Now to respond to claims by the Gizmodo toddler that reviewed it and kind of
work your responses in here:

1\. The "find me an abortion clinic" use case is flat out, utterly without a
doubt retarded. You couldn't find a more manufactured controversy in the
mobile space -- unless you go back to last week's now disproven "carrier iq is
an android rootkit put on by the carriers" controversy. First off, no one, and
I mean no one, searches for "abortion clinic". Both sides of the debate are
aware of Planned Parenthood. Planned Parenthood doesn't list themselves as an
abortion agency -- despite what you might have read at TheOnion.com. Searches
that are REALISTIC Use Cases like "Pregnancy Information" or "Family Planning"
or "Birth Control" or "Morning After Pill" provide realistic results.

Yes, you can find edge uses cases that lead to Siri-baiting like above. Just
like you could Google Bomb so that when you search for "idiot" you get George
W. Bush's Wikipedia page. (I wonder..does that make the Googlebot a lefty? See
how retarded that kind of anthropomorphic-thinking is?)

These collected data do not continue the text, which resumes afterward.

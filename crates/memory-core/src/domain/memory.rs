use chrono::{DateTime, Utc};
use serde::{Deserialize, Serialize};

use super::tags::join_tags;

/// The kind of note a [`Memory`] holds. `Task` and `Session` are
/// specializations with derived state layered on top of the same row.
#[derive(Debug, Clone, Copy, PartialEq, Eq, Serialize, Deserialize)]
#[serde(rename_all = "snake_case")]
pub enum MemoryType {
    Decision,
    Pattern,
    ErrorSolution,
    Code,
    Documentation,
    Session,
    Task,
}

impl MemoryType {
    pub fn as_str(&self) -> &'static str {
        match self {
            Self::Decision => "decision",
            Self::Pattern => "pattern",
            Self::ErrorSolution => "error_solution",
            Self::Code => "code",
            Self::Documentation => "documentation",
            Self::Session => "session",
            Self::Task => "task",
        }
    }

    pub fn parse(s: &str) -> Option<Self> {
        Some(match s {
            "decision" => Self::Decision,
            "pattern" => Self::Pattern,
            "error_solution" => Self::ErrorSolution,
            "code" => Self::Code,
            "documentation" => Self::Documentation,
            "session" => Self::Session,
            "task" => Self::Task,
            _ => return None,
        })
    }
}

impl std::fmt::Display for MemoryType {
    fn fmt(&self, f: &mut std::fmt::Formatter<'_>) -> std::fmt::Result {
        f.write_str(self.as_str())
    }
}

/// A typed, tagged note owned by a project.
///
/// Decision/Pattern/ErrorSolution carry additional structured fields which
/// the Memory Service serializes into `content`/`context` rather than
/// modeling as separate columns — the relational schema stores one shape
/// per type, keyed by `memory_type`.
#[derive(Debug, Clone, Serialize, Deserialize, PartialEq)]
pub struct Memory {
    pub id: String,
    pub project_id: String,
    pub session_id: Option<String>,
    pub memory_type: MemoryType,
    pub title: String,
    pub content: String,
    /// Free-form structured context, serialized JSON for types that need
    /// it (decision rationale/options/outcome, pattern fields, error
    /// fields, task derived state).
    pub context: String,
    pub tags: Vec<String>,
    /// `true` once a corresponding vector index entry exists for this id.
    pub has_embedding: bool,
    /// Set when archived (soft-delete): excluded from search/list by
    /// default, still fetchable by id.
    pub archived_at: Option<DateTime<Utc>>,
    pub created_at: DateTime<Utc>,
    pub updated_at: DateTime<Utc>,
}

impl Memory {
    /// The pinned embedding-text composition. Any change here invalidates
    /// previously stored embeddings.
    pub fn embedding_text(&self) -> String {
        format!(
            "{}\n{}\n{}\n{}\n{}",
            self.memory_type.as_str(),
            self.title,
            self.content,
            self.context,
            join_tags(&self.tags),
        )
    }
}

#[cfg(test)]
mod tests {
    use super::*;

    fn sample() -> Memory {
        Memory {
            id: "m1".into(),
            project_id: "p1".into(),
            session_id: None,
            memory_type: MemoryType::Decision,
            title: "Use JWT".into(),
            content: "Adopt JWT for auth".into(),
            context: "".into(),
            tags: vec!["auth".into(), "security".into()],
            has_embedding: false,
            archived_at: None,
            created_at: Utc::now(),
            updated_at: Utc::now(),
        }
    }

    #[test]
    fn embedding_text_composition_is_pinned() {
        let memory = sample();
        assert_eq!(
            memory.embedding_text(),
            "decision\nUse JWT\nAdopt JWT for auth\n\nauth,security"
        );
    }

    #[test]
    fn memory_type_round_trips_through_str() {
        for t in [
            MemoryType::Decision,
            MemoryType::Pattern,
            MemoryType::ErrorSolution,
            MemoryType::Code,
            MemoryType::Documentation,
            MemoryType::Session,
            MemoryType::Task,
        ] {
            assert_eq!(MemoryType::parse(t.as_str()), Some(t));
        }
    }

    #[test]
    fn memory_type_parse_rejects_unknown() {
        assert_eq!(MemoryType::parse("bogus"), None);
    }
}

2\. The editor's complaints that he can't find "the fastest route" to the
emergency room. You know what else you can do with a phone if you really need
medical care in an emergency situation? Dial 911. Odds are an Ambulance will
get you seen by a medical professional a lot faster than driving. (Also,
Google Maps on the iPhone automatically shows traffic where available. It
wouldn't be hard.)

3\. Complaining about No Turn-By-Turn baked into the iPhone: This is entirely
Google's fault -- as they obviously have an API for it, but are locking Apple
out in what you could argue is an anti-competitive behavior. This is why Apple
recently just bought a Map Tiling company. It's obviously to anyone following
the mobile wars that Apple didn't expect Google to be so responsive and
competitive in the mobile space -- probably because they originally partnered
to write the Maps app for the iPhone. Apple plans on cutting Google out of the
mobile map search space in the future. Not in time for iOS 5, but next year it
will likely be a whole different ball game.

4\. Siri is supposed to be App-aware? Where did Apple market that? Complaining
about use cases Apple hasn't even considered is childish. What next,
complaining that there isn't a third-party API for other Apps to integrate
with Siri (which will likely show up in the next year or so...)?

5\. Where are these so-called Apple users that expect "Apple Magic" all the
time? Because as a technologist, I'm guessing they don't exist. At all. Anyone
who's used an Apple product for more than an hour understands that it's still
a product, made here on planet earth, with it's on quirks and bugs. Every
iPhone user has had to reboot their iPhone. Or had a download go bad. Or had
dropped calls because AT&T is terrible. Or had to find a turn-by-turn GPS on
their own. Same goes with Macs. Apple is know for high-quality design. For
reducing the use case to such a minimal number of steps that seems so easy it
might as well be "magic". In the auto space, BMW holds a very similar
reputation. They are considered pricey, but worth it. A top notch driving
experience. Well designed, well made, etc, etc. But the auto press is very
much aware that like all other cars, it has an engine, moving parts, and can
problems. They don't "magically" expect it to suck their dick to high heaven.

In comparison, Android's voice recognition isn't Siri. It can search the web,
but it can't search wolfram alpha or the yellow pages, or Yelp, or any of the
other databases Siri is in. With Siri, you can say "Call me a cab". With
Android, you have to have a cab company programmed into your phone. To equate
the two is short sighted, at best, and technically ignorant at worst.